#[cfg(test)]
mod tests {
    use super::*;
    use crate::adapters::PaperVenue;
    use crate::agent::ScriptedOracle;
    use crate::config::ThresholdConfig;
    use crate::coordination::{GracefulShutdown, ShutdownSignal};
    use crate::exchange::VenueAdapter;
    use crate::persistence::MemoryAuditLog;
    use rust_decimal_macros::dec;

    fn config() -> AppConfig {
        let mut config = AppConfig::default_config(true);
        config.engine.check_interval_seconds = 60;
        config.execution.flatten_backoff_ms = 10;
        config
    }

    fn thresholds() -> ThresholdConfig {
        ThresholdConfig {
            min_balance_usd: dec!(50),
            max_loss_usd: dec!(25),
            max_gain_usd: dec!(250),
            ..ThresholdConfig::default()
        }
    }

    fn breaker(
        config: &AppConfig,
        venue: Arc<PaperVenue>,
        thresholds: ThresholdConfig,
        audit: Arc<MemoryAuditLog>,
    ) -> CircuitBreaker {
        let registry = VenueRegistry::new().with(venue);
        CircuitBreaker::new(config, registry, ThresholdHandle::fixed(thresholds), audit)
    }

    #[tokio::test]
    async fn test_clear_tick_stays_monitoring() {
        let venue = Arc::new(PaperVenue::new("paper", dec!(100)));
        let audit = Arc::new(MemoryAuditLog::new());
        let mut breaker = breaker(&config(), venue, thresholds(), audit.clone());

        assert_eq!(breaker.tick().await.unwrap(), TickReport::Clear);
        assert_eq!(breaker.state(), BreakerState::Monitoring);
        assert!(audit.breaches().await.is_empty());
    }

    #[tokio::test]
    async fn test_breach_without_arbitration_closes_and_cools_down() {
        let venue = Arc::new(
            PaperVenue::new("paper", dec!(48)).with_position("BTC", dec!(0.01), dec!(60000), dec!(60000), dec!(1)),
        );
        let audit = Arc::new(MemoryAuditLog::new());
        let mut breaker = breaker(&config(), venue.clone(), thresholds(), audit.clone());

        let report = breaker.tick().await.unwrap();
        assert!(matches!(
            report,
            TickReport::Breach {
                kind: BreachKind::MinBalance,
                decision: Decision::CloseAll,
                outcome: ActionOutcome::Success { .. },
                ..
            }
        ));
        assert_eq!(breaker.state(), BreakerState::Cooldown);
        assert!(venue.get_positions().await.unwrap().is_empty());
        assert_eq!(audit.breaches().await.len(), 1);

        // Cooldown lasts one interval; the flattened book is the new baseline
        let status = breaker.status();
        assert_eq!(breaker.tick().await.unwrap(), TickReport::Clear);
        assert_eq!(breaker.state(), BreakerState::Monitoring);
        assert_eq!(status.read().await.ticks, 2);
        assert_eq!(status.read().await.breaches, 1);
    }

    #[tokio::test]
    async fn test_longer_cooldown_skips_evaluation() {
        let mut config = config();
        config.engine.cooldown_intervals = 2;
        let venue = Arc::new(PaperVenue::new("paper", dec!(48)));
        let audit = Arc::new(MemoryAuditLog::new());
        let mut breaker = breaker(&config, venue.clone(), thresholds(), audit.clone());

        breaker.tick().await.unwrap();
        let calls = venue.value_calls();
        assert_eq!(breaker.tick().await.unwrap(), TickReport::Cooldown { remaining: 1 });
        assert_eq!(venue.value_calls(), calls);
        assert_eq!(breaker.state(), BreakerState::Cooldown);
    }

    #[tokio::test]
    async fn test_hold_vote_leaves_positions_open() {
        let venue = Arc::new(
            PaperVenue::new("paper", dec!(74)).with_position("ETH", dec!(1), dec!(26), dec!(26), dec!(1)),
        );
        let audit = Arc::new(MemoryAuditLog::new());
        let mut thresholds = thresholds();
        thresholds.use_arbitration = true;
        let mut breaker = breaker(&config(), venue.clone(), thresholds, audit.clone())
            .with_oracles(vec![Arc::new(ScriptedOracle::voting("o1", Decision::Hold))]);

        // First tick sets the baseline at $100
        assert_eq!(breaker.tick().await.unwrap(), TickReport::Clear);
        venue.set_mark("ETH", dec!(0)).await;

        let report = breaker.tick().await.unwrap();
        assert!(matches!(
            report,
            TickReport::Breach {
                kind: BreachKind::MaxLoss,
                decision: Decision::Hold,
                outcome: ActionOutcome::Held,
                ..
            }
        ));
        assert_eq!(venue.close_calls(), 0);

        let records = audit.breaches().await;
        assert_eq!(records[0].agreement_ratio, Some(1.0));
        assert_eq!(records[0].outcome, ActionOutcome::Held);
    }

    #[tokio::test]
    async fn test_aggregation_failure_aborts_then_escalates() {
        let mut config = config();
        config.engine.max_consecutive_aggregation_failures = 2;
        let venue = Arc::new(PaperVenue::new("paper", dec!(10)));
        venue.set_outage(true).await;
        let audit = Arc::new(MemoryAuditLog::new());
        let mut breaker = breaker(&config, venue.clone(), thresholds(), audit.clone());

        assert!(matches!(breaker.tick().await, Ok(TickReport::Aborted { .. })));
        assert!(matches!(
            breaker.tick().await,
            Err(GuardError::RepeatedAggregationFailure { count: 2 })
        ));
        assert_eq!(venue.close_calls(), 0);
        assert!(audit.breaches().await.is_empty());
        assert_eq!(breaker.state(), BreakerState::Monitoring);
    }

    #[tokio::test]
    async fn test_audit_failure_is_fatal() {
        let venue = Arc::new(PaperVenue::new("paper", dec!(48)));
        let audit = Arc::new(MemoryAuditLog::new());
        audit.set_failing(true);
        let mut breaker = breaker(&config(), venue, thresholds(), audit);

        assert!(matches!(breaker.tick().await, Err(GuardError::Persistence(_))));
    }

    #[tokio::test]
    async fn test_balance_history_is_sampled() {
        let mut config = config();
        config.audit.balance_sample_every = 2;
        let venue = Arc::new(PaperVenue::new("paper", dec!(100)));
        let audit = Arc::new(MemoryAuditLog::new());
        let mut breaker = breaker(&config, venue, thresholds(), audit.clone());

        for _ in 0..4 {
            breaker.tick().await.unwrap();
        }
        assert_eq!(audit.balances().await.len(), 2);
    }

    #[tokio::test(start_paused = true)]
    async fn test_run_exits_on_shutdown() {
        let venue = Arc::new(PaperVenue::new("paper", dec!(100)));
        let audit = Arc::new(MemoryAuditLog::new());
        let breaker = breaker(&config(), venue, thresholds(), audit);
        let shutdown = Arc::new(GracefulShutdown::new());

        let handle = tokio::spawn(breaker.run(shutdown.token()));
        tokio::time::sleep(Duration::from_secs(150)).await;
        shutdown.request_shutdown(ShutdownSignal::Graceful);

        let reason = handle.await.unwrap().unwrap();
        assert_eq!(reason.exit_code(), 0);
    }
}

————————

#### TASK ITEM:
Whenever the string "reason" turns up in a line of the material, that line counts; say how many such lines there are, giving the number only.

#### WRITTEN RESPONSE:
2